//! 触发面：宿主事件、周期定时器、排序表变化 → request_pass
//!
//! 触发是幂等的：驱动忙时请求被丢弃，后续任一触发都会再次尝试。

use std::sync::Arc;
use std::time::Duration;

use tokio::sync::broadcast;
use tokio::time::MissedTickBehavior;
use tokio_util::sync::CancellationToken;

use crate::order::SortOrder;
use crate::reconcile::Reconciler;
use crate::tabs::HostEvent;

/// 触发来源（用于日志）
#[derive(Debug, Clone, Copy, PartialEq, Eq)]
pub enum Trigger {
    HostEvent,
    Timer,
    OrderChanged,
}

pub struct TriggerSurface {
    reconciler: Arc<Reconciler>,
    host_events: broadcast::Receiver<HostEvent>,
    order_changes: broadcast::Receiver<SortOrder>,
    interval: Option<Duration>,
    enabled: bool,
}

impl TriggerSurface {
    pub fn new(
        reconciler: Arc<Reconciler>,
        host_events: broadcast::Receiver<HostEvent>,
        order_changes: broadcast::Receiver<SortOrder>,
    ) -> Self {
        Self {
            reconciler,
            host_events,
            order_changes,
            interval: None,
            enabled: true,
        }
    }

    /// 周期触发间隔；零表示关闭
    pub fn with_interval(mut self, interval: Duration) -> Self {
        self.interval = (!interval.is_zero()).then_some(interval);
        self
    }

    pub fn with_enabled(mut self, enabled: bool) -> Self {
        self.enabled = enabled;
        self
    }

    /// 主循环，直到 cancel 被触发或所有事件源关闭
    pub async fn run(mut self, cancel: CancellationToken) {
        let mut ticker = self.interval.map(|period| {
            let mut t = tokio::time::interval_at(tokio::time::Instant::now() + period, period);
            t.set_missed_tick_behavior(MissedTickBehavior::Skip);
            t
        });
        let mut host_open = true;
        let mut order_open = true;

        tracing::info!(
            enabled = self.enabled,
            interval_secs = self.interval.map(|d| d.as_secs()),
            "Trigger surface started"
        );
        loop {
            let trigger = tokio::select! {
                _ = cancel.cancelled() => break,
                ev = self.host_events.recv(), if host_open => match ev {
                    Ok(ev) if ev.affects_order() => Trigger::HostEvent,
                    Ok(_) => continue,
                    // 丢失的事件里可能有相关事件
                    Err(broadcast::error::RecvError::Lagged(_)) => Trigger::HostEvent,
                    Err(broadcast::error::RecvError::Closed) => {
                        host_open = false;
                        continue;
                    }
                },
                change = self.order_changes.recv(), if order_open => match change {
                    Ok(_) | Err(broadcast::error::RecvError::Lagged(_)) => Trigger::OrderChanged,
                    Err(broadcast::error::RecvError::Closed) => {
                        order_open = false;
                        continue;
                    }
                },
                _ = tick(&mut ticker) => Trigger::Timer,
            };

            if !self.enabled {
                continue;
            }
            let started = self.reconciler.request_pass().is_some();
            tracing::debug!(?trigger, started, "Reconciliation requested");
        }
        tracing::info!("Trigger surface stopped");
    }
}

async fn tick(ticker: &mut Option<tokio::time::Interval>) {
    match ticker {
        Some(t) => {
            t.tick().await;
        }
        None => std::future::pending::<()>().await,
    }
}

#[cfg(test)]
mod tests {
    use super::*;
    use crate::order::{SortingOrderStore, DEFAULT_STORAGE_KEY};
    use crate::storage::MemoryStore;
    use crate::tabs::{IndexTabMatcher, MemoryTabHost, Tab, TabHost, TabId, WindowId};

    const W: WindowId = WindowId(1);

    async fn setup() -> (Arc<MemoryTabHost>, Arc<SortingOrderStore>, Arc<Reconciler>) {
        let store = Arc::new(
            SortingOrderStore::load(Arc::new(MemoryStore::new()), DEFAULT_STORAGE_KEY)
                .await
                .unwrap(),
        );
        let host = Arc::new(MemoryTabHost::new());
        host.add_window(W, vec![Tab::new(1, W, "A", "u"), Tab::new(2, W, "B", "u")]);
        let reconciler = Arc::new(Reconciler::new(host.clone(), store.clone(), IndexTabMatcher::default()));
        (host, store, reconciler)
    }

    async fn settle() {
        for _ in 0..10 {
            tokio::time::sleep(Duration::from_millis(10)).await;
        }
    }

    #[tokio::test(start_paused = true)]
    async fn order_change_triggers_pass() {
        let (host, store, reconciler) = setup().await;
        let surface = TriggerSurface::new(reconciler, host.subscribe(), store.subscribe());
        let cancel = CancellationToken::new();
        let task = tokio::spawn(surface.run(cancel.clone()));

        store.set_order(SortOrder::new(["B", "A"])).await.unwrap();
        settle().await;

        assert_eq!(host.order(W), vec![TabId(2), TabId(1)]);
        cancel.cancel();
        task.await.unwrap();
    }

    #[tokio::test(start_paused = true)]
    async fn host_event_triggers_pass() {
        let (host, store, reconciler) = setup().await;
        store.set_order(SortOrder::new(["A", "B"])).await.unwrap();
        let surface = TriggerSurface::new(reconciler, host.subscribe(), store.subscribe());
        let cancel = CancellationToken::new();
        let task = tokio::spawn(surface.run(cancel.clone()));

        host.create_tab(Tab::new(3, W, "A", "u")).unwrap();
        settle().await;

        assert_eq!(host.order(W), vec![TabId(1), TabId(3), TabId(2)]);
        cancel.cancel();
        task.await.unwrap();
    }

    #[tokio::test(start_paused = true)]
    async fn timer_triggers_pass() {
        let (host, store, reconciler) = setup().await;
        let mut passes = reconciler.subscribe();
        let surface = TriggerSurface::new(reconciler, host.subscribe(), store.subscribe())
            .with_interval(Duration::from_secs(30));
        let cancel = CancellationToken::new();
        let task = tokio::spawn(surface.run(cancel.clone()));

        tokio::time::sleep(Duration::from_secs(31)).await;

        assert!(matches!(passes.try_recv(), Ok(crate::reconcile::PassEvent::Started { .. })));
        cancel.cancel();
        task.await.unwrap();
    }

    #[tokio::test(start_paused = true)]
    async fn disabled_surface_requests_nothing() {
        let (host, store, reconciler) = setup().await;
        let surface = TriggerSurface::new(reconciler, host.subscribe(), store.subscribe()).with_enabled(false);
        let cancel = CancellationToken::new();
        let task = tokio::spawn(surface.run(cancel.clone()));

        store.set_order(SortOrder::new(["B", "A"])).await.unwrap();
        settle().await;

        assert_eq!(host.order(W), vec![TabId(1), TabId(2)]);
        assert_eq!(host.tabs_calls(), 0);
        cancel.cancel();
        task.await.unwrap();
    }
}
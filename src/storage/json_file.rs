//! 单文件 JSON 键值存储
//!
//! 整个键值表存为一个 pretty JSON 对象；文件不存在时视为空表。写入先写临时文件再 rename，
//! 保证读者永远看不到半个文件。refresh() 重新读盘，对与上次观察不同的键广播变更。

use std::collections::HashMap;
use std::path::{Path, PathBuf};

use async_trait::async_trait;
use tokio::fs;
use tokio::sync::{broadcast, Mutex};

use crate::core::StoreError;
use crate::storage::{KeyValueStore, StorageChange};

type Table = HashMap<String, serde_json::Value>;

#[derive(Debug)]
pub struct JsonFileStore {
    path: PathBuf,
    /// 上次读到 / 写入的整表；同时串行化写操作
    observed: Mutex<Table>,
    changes_tx: broadcast::Sender<StorageChange>,
}

impl JsonFileStore {
    /// 打开存储并读入当前内容作为初始观察值
    pub async fn open(path: impl AsRef<Path>) -> Result<Self, StoreError> {
        let path = path.as_ref().to_path_buf();
        let table = read_table(&path).await?;
        let (changes_tx, _) = broadcast::channel(64);
        Ok(Self {
            path,
            observed: Mutex::new(table),
            changes_tx,
        })
    }

    pub fn path(&self) -> &Path {
        &self.path
    }

    /// 重新读盘，广播外部写入造成的变化，返回变化的键数
    pub async fn refresh(&self) -> Result<usize, StoreError> {
        let mut observed = self.observed.lock().await;
        let current = read_table(&self.path).await?;

        let mut changes = Vec::new();
        for (key, value) in &current {
            if observed.get(key) != Some(value) {
                changes.push(StorageChange {
                    key: key.clone(),
                    new_value: Some(value.clone()),
                });
            }
        }
        for key in observed.keys() {
            if !current.contains_key(key) {
                changes.push(StorageChange {
                    key: key.clone(),
                    new_value: None,
                });
            }
        }
        *observed = current;
        drop(observed);

        let n = changes.len();
        for change in changes {
            tracing::debug!(key = %change.key, "External storage change observed");
            let _ = self.changes_tx.send(change);
        }
        Ok(n)
    }

    async fn write_table(&self, table: &Table) -> Result<(), StoreError> {
        if let Some(parent) = self.path.parent() {
            if !parent.as_os_str().is_empty() {
                fs::create_dir_all(parent).await?;
            }
        }
        let tmp = self.path.with_extension("json.tmp");
        fs::write(&tmp, serde_json::to_string_pretty(table)?).await?;
        fs::rename(&tmp, &self.path).await?;
        Ok(())
    }
}

#[async_trait]
impl KeyValueStore for JsonFileStore {
    async fn get(&self, key: &str) -> Result<Option<serde_json::Value>, StoreError> {
        let table = read_table(&self.path).await?;
        Ok(table.get(key).cloned())
    }

    async fn set(&self, key: &str, value: serde_json::Value) -> Result<(), StoreError> {
        let mut observed = self.observed.lock().await;
        // 以磁盘为准，避免覆盖其他键上的外部写入
        let mut table = read_table(&self.path).await?;
        table.insert(key.to_string(), value.clone());
        self.write_table(&table).await?;
        *observed = table;
        drop(observed);

        let _ = self.changes_tx.send(StorageChange {
            key: key.to_string(),
            new_value: Some(value),
        });
        Ok(())
    }

    fn subscribe(&self) -> broadcast::Receiver<StorageChange> {
        self.changes_tx.subscribe()
    }
}

async fn read_table(path: &Path) -> Result<Table, StoreError> {
    match fs::read_to_string(path).await {
        Ok(data) if data.trim().is_empty() => Ok(Table::new()),
        Ok(data) => Ok(serde_json::from_str(&data)?),
        Err(e) if e.kind() == std::io::ErrorKind::NotFound => Ok(Table::new()),
        Err(e) => Err(e.into()),
    }
}

#[cfg(test)]
mod tests {
    use super::*;
    use serde_json::json;

    #[tokio::test]
    async fn missing_file_reads_empty() {
        let dir = tempfile::tempdir().unwrap();
        let store = JsonFileStore::open(dir.path().join("none.json")).await.unwrap();
        assert_eq!(store.get("k").await.unwrap(), None);
    }

    #[tokio::test]
    async fn set_persists_and_notifies() {
        let dir = tempfile::tempdir().unwrap();
        let path = dir.path().join("nested/store.json");
        let store = JsonFileStore::open(&path).await.unwrap();
        let mut rx = store.subscribe();

        store.set("k", json!(["a", "b"])).await.unwrap();
        assert_eq!(rx.recv().await.unwrap().new_value, Some(json!(["a", "b"])));

        let reopened = JsonFileStore::open(&path).await.unwrap();
        assert_eq!(reopened.get("k").await.unwrap(), Some(json!(["a", "b"])));
    }

    #[tokio::test]
    async fn refresh_reports_external_writes_only_once() {
        let dir = tempfile::tempdir().unwrap();
        let path = dir.path().join("store.json");
        let store = JsonFileStore::open(&path).await.unwrap();
        store.set("k", json!(1)).await.unwrap();
        let mut rx = store.subscribe();

        std::fs::write(&path, r#"{"k": 2, "other": true}"#).unwrap();
        assert_eq!(store.refresh().await.unwrap(), 2);
        assert_eq!(store.refresh().await.unwrap(), 0);

        let mut keys = vec![rx.recv().await.unwrap().key, rx.recv().await.unwrap().key];
        keys.sort();
        assert_eq!(keys, vec!["k".to_string(), "other".to_string()]);
    }

    #[tokio::test]
    async fn set_keeps_other_keys_written_externally() {
        let dir = tempfile::tempdir().unwrap();
        let path = dir.path().join("store.json");
        let store = JsonFileStore::open(&path).await.unwrap();
        std::fs::write(&path, r#"{"foreign": 7}"#).unwrap();
        store.set("k", json!("v")).await.unwrap();
        assert_eq!(store.get("foreign").await.unwrap(), Some(json!(7)));
    }

    #[tokio::test]
    async fn corrupt_file_is_an_error() {
        let dir = tempfile::tempdir().unwrap();
        let path = dir.path().join("store.json");
        std::fs::write(&path, "{not json").unwrap();
        assert!(matches!(JsonFileStore::open(&path).await, Err(StoreError::Serde(_))));
    }
}
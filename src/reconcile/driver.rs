//! 整理驱动（Reconciler）
//!
//! 两态机 Idle / Reconciling：忙时到来的请求直接丢弃而非排队，靠触发面的后续事件重试。
//! 一轮整理内各窗口完全并发；每个移动操作单独施加超时，失败只影响所在窗口，
//! 不回滚、不重试，由下一轮重新比对实际状态来收敛。

use std::sync::{Arc, Mutex};
use std::time::{Duration, Instant};

use futures_util::future::join_all;
use tokio::sync::broadcast;
use tokio::task::JoinHandle;
use tokio::time::timeout;

use crate::core::{DriverPhase, HostError, PassReport, WindowOutcome};
use crate::order::SortingOrderStore;
use crate::reconcile::{plan_window, PassEvent, TabComparator};
use crate::tabs::{IndexTabMatcher, MoveOperation, TabHost, WindowId};

pub const DEFAULT_MOVE_TIMEOUT: Duration = Duration::from_secs(60);
pub const DEFAULT_SLOW_PASS_WARN: Duration = Duration::from_millis(500);

enum MoveResult {
    Applied,
    Failed(HostError),
    TimedOut,
}

/// 持有 Reconciling 状态；drop 时回到 Idle（包括整理任务 panic 的情况）
struct PassGuard {
    phase: Arc<Mutex<DriverPhase>>,
}

impl Drop for PassGuard {
    fn drop(&mut self) {
        *self.phase.lock().unwrap_or_else(|e| e.into_inner()) = DriverPhase::Idle;
    }
}

pub struct Reconciler {
    host: Arc<dyn TabHost>,
    order: Arc<SortingOrderStore>,
    matcher: IndexTabMatcher,
    move_timeout: Duration,
    slow_pass_warn: Duration,
    phase: Arc<Mutex<DriverPhase>>,
    events_tx: broadcast::Sender<PassEvent>,
}

impl Reconciler {
    pub fn new(host: Arc<dyn TabHost>, order: Arc<SortingOrderStore>, matcher: IndexTabMatcher) -> Self {
        let (events_tx, _) = broadcast::channel(64);
        Self {
            host,
            order,
            matcher,
            move_timeout: DEFAULT_MOVE_TIMEOUT,
            slow_pass_warn: DEFAULT_SLOW_PASS_WARN,
            phase: Arc::new(Mutex::new(DriverPhase::Idle)),
            events_tx,
        }
    }

    pub fn with_move_timeout(mut self, move_timeout: Duration) -> Self {
        self.move_timeout = move_timeout;
        self
    }

    pub fn with_slow_pass_warn(mut self, threshold: Duration) -> Self {
        self.slow_pass_warn = threshold;
        self
    }

    pub fn phase(&self) -> DriverPhase {
        *self.phase.lock().unwrap_or_else(|e| e.into_inner())
    }

    /// onPassStarted / onPassEnded
    pub fn subscribe(&self) -> broadcast::Receiver<PassEvent> {
        self.events_tx.subscribe()
    }

    /// 请求一轮整理（fire-and-forget）；正在整理时返回 None，请求被丢弃
    pub fn request_pass(self: &Arc<Self>) -> Option<JoinHandle<PassReport>> {
        let guard = self.try_begin()?;
        let this = Arc::clone(self);
        Some(tokio::spawn(async move { this.execute(guard).await }))
    }

    /// 就地执行一轮整理并等待结束；正在整理时返回 None
    pub async fn run_pass(&self) -> Option<PassReport> {
        let guard = self.try_begin()?;
        Some(self.execute(guard).await)
    }

    fn try_begin(&self) -> Option<PassGuard> {
        let mut phase = self.phase.lock().unwrap_or_else(|e| e.into_inner());
        if *phase == DriverPhase::Reconciling {
            tracing::debug!("Reconciliation already in flight, request dropped");
            return None;
        }
        *phase = DriverPhase::Reconciling;
        Some(PassGuard {
            phase: Arc::clone(&self.phase),
        })
    }

    async fn execute(&self, guard: PassGuard) -> PassReport {
        let pass_id = uuid::Uuid::new_v4().to_string();
        let started = Instant::now();
        let _ = self.events_tx.send(PassEvent::Started {
            pass_id: pass_id.clone(),
            at: chrono::Utc::now(),
        });

        // 排名索引在整轮中保持同一快照
        let comparator = TabComparator::new(self.order.index(), self.matcher.clone());
        let windows = match self.host.windows().await {
            Ok(windows) => windows,
            Err(e) => {
                tracing::warn!(pass_id = %pass_id, error = %e, "Failed to enumerate windows");
                Vec::new()
            }
        };
        tracing::debug!(pass_id = %pass_id, windows = windows.len(), "Reconciliation pass started");

        let outcomes = join_all(
            windows
                .iter()
                .map(|window_id| self.reconcile_window(*window_id, &comparator)),
        )
        .await;

        let mut report = PassReport::default();
        for outcome in &outcomes {
            report.record(outcome);
        }
        let elapsed = started.elapsed();
        report.duration_ms = millis(elapsed);

        if elapsed > self.slow_pass_warn {
            tracing::warn!(
                pass_id = %pass_id,
                duration_ms = report.duration_ms,
                windows = report.windows,
                "Reconciliation pass was slow"
            );
        }
        tracing::info!(
            pass_id = %pass_id,
            windows = report.windows,
            moves = report.moves_planned,
            failed = report.moves_failed + report.moves_timed_out,
            duration_ms = report.duration_ms,
            "Reconciliation pass finished"
        );
        let _ = self.events_tx.send(PassEvent::Ended {
            pass_id,
            at: chrono::Utc::now(),
            duration_ms: report.duration_ms,
            report: report.clone(),
        });
        drop(guard);
        report
    }

    async fn reconcile_window(&self, window_id: WindowId, comparator: &TabComparator) -> WindowOutcome {
        let tabs = match self.host.tabs(window_id).await {
            Ok(tabs) => tabs,
            Err(e) => {
                tracing::warn!(window_id = %window_id, error = %e, "Failed to query window tabs");
                return WindowOutcome::Skipped {
                    window_id,
                    reason: e.to_string(),
                };
            }
        };

        let plan = match plan_window(window_id, &tabs, comparator) {
            Ok(plan) => plan,
            Err(e) => {
                tracing::error!(window_id = %window_id, error = %e, "Planning invariant violated, window skipped");
                return WindowOutcome::Skipped {
                    window_id,
                    reason: e.to_string(),
                };
            }
        };
        if plan.is_noop() {
            return WindowOutcome::InOrder { window_id };
        }

        // 全部发出后一起等待
        let results = join_all(plan.moves.iter().map(|op| self.apply_move(op))).await;

        let (mut applied, mut failed, mut timed_out) = (0, 0, 0);
        for result in results {
            match result {
                MoveResult::Applied => applied += 1,
                MoveResult::Failed(_) => failed += 1,
                MoveResult::TimedOut => timed_out += 1,
            }
        }
        if failed + timed_out > 0 {
            tracing::warn!(
                window_id = %window_id,
                failed,
                timed_out,
                "Some tab moves did not complete; window left for the next pass"
            );
        }
        WindowOutcome::Moved {
            window_id,
            applied,
            failed,
            timed_out,
        }
    }

    async fn apply_move(&self, op: &MoveOperation) -> MoveResult {
        let start = Instant::now();
        let result = match timeout(self.move_timeout, self.host.move_tabs(op)).await {
            Ok(Ok(())) => MoveResult::Applied,
            Ok(Err(e)) => MoveResult::Failed(e),
            Err(_) => MoveResult::TimedOut,
        };

        let outcome = match &result {
            MoveResult::Applied => "ok",
            MoveResult::Failed(_) => "error",
            MoveResult::TimedOut => "timeout",
        };
        let error = match &result {
            MoveResult::Failed(e) => Some(e.to_string()),
            MoveResult::TimedOut => Some(
                HostError::Timeout {
                    secs: self.move_timeout.as_secs(),
                }
                .to_string(),
            ),
            MoveResult::Applied => None,
        };
        let audit = serde_json::json!({
            "event": "tab_move",
            "window_id": op.window_id.0,
            "tab_ids": op.tab_ids.iter().map(|t| t.0).collect::<Vec<_>>(),
            "index": op.index,
            "outcome": outcome,
            "error": error,
            "duration_ms": millis(start.elapsed()),
        });
        tracing::debug!(audit = %audit, "move");
        result
    }
}

/// 毫秒数，超出 u64 时饱和
fn millis(d: Duration) -> u64 {
    u64::try_from(d.as_millis()).unwrap_or(u64::MAX)
}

### Work request
Copy whichever lines above contain the string "bool".

### Completed task
    enabled: bool,
    pub fn with_enabled(mut self, enabled: bool) -> Self {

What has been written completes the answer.